(Saved entries)
--- START ---

//! Notification payloads.
//!
//! The engine decides who hears what; an injected [`crate::ports::Notifier`]
//! owns the transport. Releases go to the owner and every consumer;
//! failures go to the owner only.

use crate::catalog::{Algorithm, AlgorithmId};
use crate::equivalence::EquivalenceReport;
use crate::pipeline::StageKind;
use crate::version::SemVer;
use serde::{Deserialize, Serialize};

/// Compact equivalence summary embedded in release notices.
#[derive(Debug, Clone, PartialEq, Serialize, Deserialize)]
pub struct EquivalenceSummary {
    /// Total test cases compared.
    pub total_tests: usize,
    /// Cases that passed.
    pub passed_tests: usize,
    /// Run-level maximum absolute error.
    pub max_absolute_error: f64,
    /// Run-level maximum relative error.
    pub max_relative_error: f64,
}

impl From<&EquivalenceReport> for EquivalenceSummary {
    fn from(report: &EquivalenceReport) -> Self {
        Self {
            total_tests: report.total_tests,
            passed_tests: report.passed_tests,
            max_absolute_error: report.max_absolute_error,
            max_relative_error: report.max_relative_error,
        }
    }
}

/// Payload announcing a successful run.
///
/// On release runs this includes the published version and install
/// instructions; on validation-only runs it is a reduced confirmation
/// sent to the owner alone.
#[derive(Debug, Clone, Serialize, Deserialize)]
pub struct ReleaseNotice {
    /// The algorithm.
    pub algorithm: AlgorithmId,
    /// The released (or current, when unchanged) version.
    pub version: SemVer,
    /// True when a package was actually published.
    pub published: bool,
    /// Equivalence summary, when an equivalence run happened.
    #[serde(default, skip_serializing_if = "Option::is_none")]
    pub equivalence: Option<EquivalenceSummary>,
    /// API signature diff text, when one exists.
    #[serde(default, skip_serializing_if = "Option::is_none")]
    pub api_diff: Option<String>,
    /// Install instructions for consumers.
    #[serde(default, skip_serializing_if = "Option::is_none")]
    pub install: Option<String>,
    /// Recipient addresses.
    pub recipients: Vec<String>,
}

impl ReleaseNotice {
    /// Builds the notice for one algorithm.
    #[must_use]
    pub fn new(algorithm: &Algorithm, version: SemVer, published: bool) -> Self {
        let recipients = if published {
            let mut recipients = vec![algorithm.owner_email.clone()];
            recipients.extend(algorithm.consumers.iter().cloned());
            recipients
        } else {
            vec![algorithm.owner_email.clone()]
        };

        let install = published.then(|| {
            format!(
                "conan install --requires={}/{version} --remote=nexus",
                algorithm.id
            )
        });

        Self {
            algorithm: algorithm.id.clone(),
            version,
            published,
            equivalence: None,
            api_diff: None,
            install,
            recipients,
        }
    }

    /// Attaches the equivalence summary.
    #[must_use]
    pub fn with_equivalence(mut self, report: &EquivalenceReport) -> Self {
        self.equivalence = Some(EquivalenceSummary::from(report));
        self
    }

    /// Attaches the API diff text.
    #[must_use]
    pub fn with_api_diff(mut self, diff: impl Into<String>) -> Self {
        self.api_diff = Some(diff.into());
        self
    }
}

/// Payload reporting a failed stage, routed to the owner only.
#[derive(Debug, Clone, Serialize, Deserialize)]
pub struct FailureNotice {
    /// The algorithm.
    pub algorithm: AlgorithmId,
    /// The stage that failed.
    pub stage: StageKind,
    /// Human-readable cause.
    pub cause: String,
    /// Machine-readable error kind.
    pub kind: String,
    /// Recipient addresses (owner only).
    pub recipients: Vec<String>,
}

impl FailureNotice {
    /// Builds the failure notice for one algorithm.
    #[must_use]
    pub fn new(
        algorithm: &Algorithm,
        stage: StageKind,
        cause: impl Into<String>,
        kind: impl Into<String>,
    ) -> Self {
        Self {
            algorithm: algorithm.id.clone(),
            stage,
            cause: cause.into(),
            kind: kind.into(),
            recipients: vec![algorithm.owner_email.clone()],
        }
    }
}

/// A notification routed through the notifier port.
#[derive(Debug, Clone, Serialize, Deserialize)]
#[serde(tag = "type", rename_all = "snake_case")]
pub enum Notice {
    /// Successful completion (release or validation-only).
    Release(ReleaseNotice),
    /// A stage failure.
    Failure(FailureNotice),
}

impl Notice {
    /// Returns the recipients of this notice.
    #[must_use]
    pub fn recipients(&self) -> &[String] {
        match self {
            Self::Release(n) => &n.recipients,
            Self::Failure(n) => &n.recipients,
        }
    }

    /// Returns the algorithm this notice concerns.
    #[must_use]
    pub fn algorithm(&self) -> &AlgorithmId {
        match self {
            Self::Release(n) => &n.algorithm,
            Self::Failure(n) => &n.algorithm,
        }
    }
}
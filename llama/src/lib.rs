//! Minimal client for a persistent `llama-cli` worker.
//!
//! This crate drives one long-lived text-generation process over its
//! stdin/stdout pipes:
//! - Lazy spawning with a fixed argument set ([`WorkerConfig`])
//! - Sentinel-framed turns ([`codec::send_turn`])
//! - Serialized access, a per-turn deadline and cancellation ([`Worker`])
//!
//! ```ignore
//! use llama::{ProcessLauncher, Worker, WorkerConfig};
//! use tokio_util::sync::CancellationToken;
//!
//! let config = WorkerConfig::from_env()?;
//! let worker = Worker::new(ProcessLauncher::new(config.clone()), &config);
//! let reply = worker.send("Hello", &CancellationToken::new()).await?;
//! ```

pub mod codec;
pub mod testing;
mod worker;

pub use codec::Frame;
pub use worker::{ProcessLauncher, Worker, WorkerLauncher, WorkerPipes};

use std::path::PathBuf;
use std::time::Duration;
use thiserror::Error;

/// Marker the worker prints when it hands the turn back to the user.
pub const DEFAULT_SENTINEL: &str = "User:";

const DEFAULT_PROGRAM: &str = "llama-cli";
const DEFAULT_MODEL: &str = "models/model.gguf";
const DEFAULT_PROMPT_CACHE: &str = "cache.bin";
const DEFAULT_TURN_TIMEOUT: Duration = Duration::from_secs(60);

/// Errors that can occur while talking to the worker.
#[derive(Debug, Error)]
pub enum Error {
    #[error("failed to spawn worker `{program}`: {source}")]
    Spawn {
        program: String,
        #[source]
        source: std::io::Error,
    },

    #[error("worker pipe broken: {0}")]
    PipeBroken(#[from] std::io::Error),

    #[error("worker did not finish its turn within {0:?}")]
    Timeout(Duration),

    #[error("turn cancelled")]
    Cancelled,

    #[error("worker closed its output without responding")]
    WorkerExited,

    #[error("invalid value for {var}: {value:?}")]
    Config { var: &'static str, value: String },
}

/// How to launch the worker and frame its turns.
#[derive(Debug, Clone, PartialEq)]
pub struct WorkerConfig {
    /// Path to the `llama-cli` executable.
    pub program: PathBuf,

    /// Path to the model file.
    pub model: PathBuf,

    /// Decoding temperature.
    pub temperature: f32,

    /// Context window size in tokens.
    pub ctx_size: u32,

    /// CPU threads used by the worker.
    pub threads: u32,

    /// Maximum tokens generated per turn.
    pub max_tokens: u32,

    /// Prompt/state cache file kept warm between turns.
    pub prompt_cache: PathBuf,

    /// Output line that ends a turn.
    pub sentinel: String,

    /// Deadline for one write+read exchange. `None` waits forever.
    pub turn_timeout: Option<Duration>,
}

impl Default for WorkerConfig {
    fn default() -> Self {
        Self {
            program: PathBuf::from(DEFAULT_PROGRAM),
            model: PathBuf::from(DEFAULT_MODEL),
            temperature: 0.7,
            ctx_size: 512,
            threads: 2,
            max_tokens: 20,
            prompt_cache: PathBuf::from(DEFAULT_PROMPT_CACHE),
            sentinel: DEFAULT_SENTINEL.to_string(),
            turn_timeout: Some(DEFAULT_TURN_TIMEOUT),
        }
    }
}

impl WorkerConfig {
    /// Build a config from `TAVERN_*` environment variables over the defaults.
    pub fn from_env() -> Result<Self, Error> {
        Self::from_lookup(|var| std::env::var(var).ok())
    }

    /// Build a config from an arbitrary variable lookup.
    pub fn from_lookup(lookup: impl Fn(&str) -> Option<String>) -> Result<Self, Error> {
        let mut config = Self::default();

        if let Some(program) = lookup("TAVERN_LLAMA_CLI") {
            config.program = program.into();
        }
        if let Some(model) = lookup("TAVERN_MODEL") {
            config.model = model.into();
        }
        if let Some(cache) = lookup("TAVERN_PROMPT_CACHE") {
            config.prompt_cache = cache.into();
        }
        if let Some(value) = lookup("TAVERN_TEMPERATURE") {
            config.temperature = parse_var("TAVERN_TEMPERATURE", value)?;
        }
        if let Some(value) = lookup("TAVERN_CTX_SIZE") {
            config.ctx_size = parse_var("TAVERN_CTX_SIZE", value)?;
        }
        if let Some(value) = lookup("TAVERN_THREADS") {
            config.threads = parse_var("TAVERN_THREADS", value)?;
        }
        if let Some(value) = lookup("TAVERN_MAX_TOKENS") {
            config.max_tokens = parse_var("TAVERN_MAX_TOKENS", value)?;
        }
        if let Some(value) = lookup("TAVERN_TURN_TIMEOUT_SECS") {
            let secs: u64 = parse_var("TAVERN_TURN_TIMEOUT_SECS", value)?;
            config.turn_timeout = (secs > 0).then(|| Duration::from_secs(secs));
        }

        Ok(config)
    }

    /// Set the worker executable.
    pub fn with_program(mut self, program: impl Into<PathBuf>) -> Self {
        self.program = program.into();
        self
    }

    /// Set the model file.
    pub fn with_model(mut self, model: impl Into<PathBuf>) -> Self {
        self.model = model.into();
        self
    }

    /// Set the decoding temperature.
    pub fn with_temperature(mut self, temperature: f32) -> Self {
        self.temperature = temperature;
        self
    }

    /// Set the context window size.
    pub fn with_ctx_size(mut self, ctx_size: u32) -> Self {
        self.ctx_size = ctx_size;
        self
    }

    /// Set the worker thread count.
    pub fn with_threads(mut self, threads: u32) -> Self {
        self.threads = threads;
        self
    }

    /// Set the per-turn token cap.
    pub fn with_max_tokens(mut self, max_tokens: u32) -> Self {
        self.max_tokens = max_tokens;
        self
    }

    /// Set the prompt cache file.
    pub fn with_prompt_cache(mut self, path: impl Into<PathBuf>) -> Self {
        self.prompt_cache = path.into();
        self
    }

    /// Set the end-of-turn sentinel.
    pub fn with_sentinel(mut self, sentinel: impl Into<String>) -> Self {
        self.sentinel = sentinel.into();
        self
    }

    /// Set the turn deadline.
    pub fn with_turn_timeout(mut self, timeout: Option<Duration>) -> Self {
        self.turn_timeout = timeout;
        self
    }

    /// Command-line arguments passed to the worker, excluding the program.
    pub fn args(&self) -> Vec<String> {
        vec![
            "-m".to_string(),
            self.model.display().to_string(),
            "--temp".to_string(),
            self.temperature.to_string(),
            "--ctx-size".to_string(),
            self.ctx_size.to_string(),
            "--threads".to_string(),
            self.threads.to_string(),
            "-n".to_string(),
            self.max_tokens.to_string(),
            "--interactive".to_string(),
            "--prompt-cache".to_string(),
            self.prompt_cache.display().to_string(),
        ]
    }
}

fn parse_var<T: std::str::FromStr>(var: &'static str, value: String) -> Result<T, Error> {
    value
        .trim()
        .parse()
        .map_err(|_| Error::Config { var, value })
}

#[cfg(test)]
mod tests {
    use super::*;
    use std::collections::HashMap;

    fn lookup(vars: &[(&str, &str)]) -> impl Fn(&str) -> Option<String> {
        let vars: HashMap<String, String> = vars
            .iter()
            .map(|(k, v)| (k.to_string(), v.to_string()))
            .collect();
        move |var| vars.get(var).cloned()
    }

    #[test]
    fn test_default_args() {
        let config = WorkerConfig::default().with_model("/models/tiny.gguf");
        assert_eq!(
            config.args(),
            vec![
                "-m",
                "/models/tiny.gguf",
                "--temp",
                "0.7",
                "--ctx-size",
                "512",
                "--threads",
                "2",
                "-n",
                "20",
                "--interactive",
                "--prompt-cache",
                "cache.bin",
            ]
        );
    }

    #[test]
    fn test_from_lookup_overrides() {
        let config = WorkerConfig::from_lookup(lookup(&[
            ("TAVERN_LLAMA_CLI", "/opt/llama/llama-cli"),
            ("TAVERN_THREADS", "8"),
            ("TAVERN_TURN_TIMEOUT_SECS", "5"),
        ]))
        .unwrap();

        assert_eq!(config.program, PathBuf::from("/opt/llama/llama-cli"));
        assert_eq!(config.threads, 8);
        assert_eq!(config.turn_timeout, Some(Duration::from_secs(5)));
        assert_eq!(config.ctx_size, 512);
    }

    #[test]
    fn test_zero_timeout_disables_deadline() {
        let config =
            WorkerConfig::from_lookup(lookup(&[("TAVERN_TURN_TIMEOUT_SECS", "0")])).unwrap();
        assert_eq!(config.turn_timeout, None);
    }

    #[test]
    fn test_invalid_number_names_variable() {
        let err = WorkerConfig::from_lookup(lookup(&[("TAVERN_CTX_SIZE", "lots")])).unwrap_err();
        match err {
            Error::Config { var, value } => {
                assert_eq!(var, "TAVERN_CTX_SIZE");
                assert_eq!(value, "lots");
            }
            other => panic!("unexpected error: {other:?}"),
        }
    }
}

--- END ---

▶ [Try it]:
Reproduce exactly the entries above, limited to the lines from the one with "the equivalence summary." through the one with "failure notice for one algorithm.", both included.

▶ [Answer to the exercise]:
    /// Attaches the equivalence summary.
    #[must_use]
    pub fn with_equivalence(mut self, report: &EquivalenceReport) -> Self {
        self.equivalence = Some(EquivalenceSummary::from(report));
        self
    }

    /// Attaches the API diff text.
    #[must_use]
    pub fn with_api_diff(mut self, diff: impl Into<String>) -> Self {
        self.api_diff = Some(diff.into());
        self
    }
}

/// Payload reporting a failed stage, routed to the owner only.
#[derive(Debug, Clone, Serialize, Deserialize)]
pub struct FailureNotice {
    /// The algorithm.
    pub algorithm: AlgorithmId,
    /// The stage that failed.
    pub stage: StageKind,
    /// Human-readable cause.
    pub cause: String,
    /// Machine-readable error kind.
    pub kind: String,
    /// Recipient addresses (owner only).
    pub recipients: Vec<String>,
}

impl FailureNotice {
    /// Builds the failure notice for one algorithm.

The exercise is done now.